Stored items:
# # #

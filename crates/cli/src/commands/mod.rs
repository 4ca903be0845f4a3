//! CLI subcommands.

pub mod check;
pub mod seed;

use gainsy_web::backend::{BackendClient, BackendError};
use gainsy_web::config::{BackendConfig, ConfigError};
use thiserror::Error;

/// Errors shared by the subcommands.
#[derive(Debug, Error)]
pub enum CommandError {
    /// Backend settings are missing or invalid.
    #[error("Configuration error: {0}")]
    Config(#[from] ConfigError),

    /// A backend call failed.
    #[error("Backend error: {0}")]
    Backend(#[from] BackendError),

    /// Argument failed validation.
    #[error("Invalid argument: {0}")]
    InvalidArgument(String),

    /// The account already has data and `--force` was not given.
    #[error("{0} already has {1} store(s); pass --force to seed anyway")]
    AlreadySeeded(String, u64),
}

/// Build a backend client from the environment.
fn connect() -> Result<BackendClient, CommandError> {
    let config = BackendConfig::from_env()?;
    tracing::debug!(url = %config.url, "Using backend");
    Ok(BackendClient::new(&config)?)
}
//! Backend connectivity check.
//!
//! # Usage
//!
//! ```bash
//! gainsy check
//! ```
//!
//! Exits non-zero when the backend is unreachable or rejects the project key.

use super::{CommandError, connect};

/// Ping the hosted backend's auth health endpoint.
///
/// # Errors
///
/// Returns an error if configuration is missing or the ping fails.
pub async fn run() -> Result<(), CommandError> {
    let client = connect()?;
    tracing::info!(url = %client.base_url(), "Checking backend");
    client.ping().await?;
    tracing::info!("Backend is reachable");
    Ok(())
}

# # #

**What is expected**
Count the lines of these entries that hold the string "tracing", and give only that number.

**Answer box**
3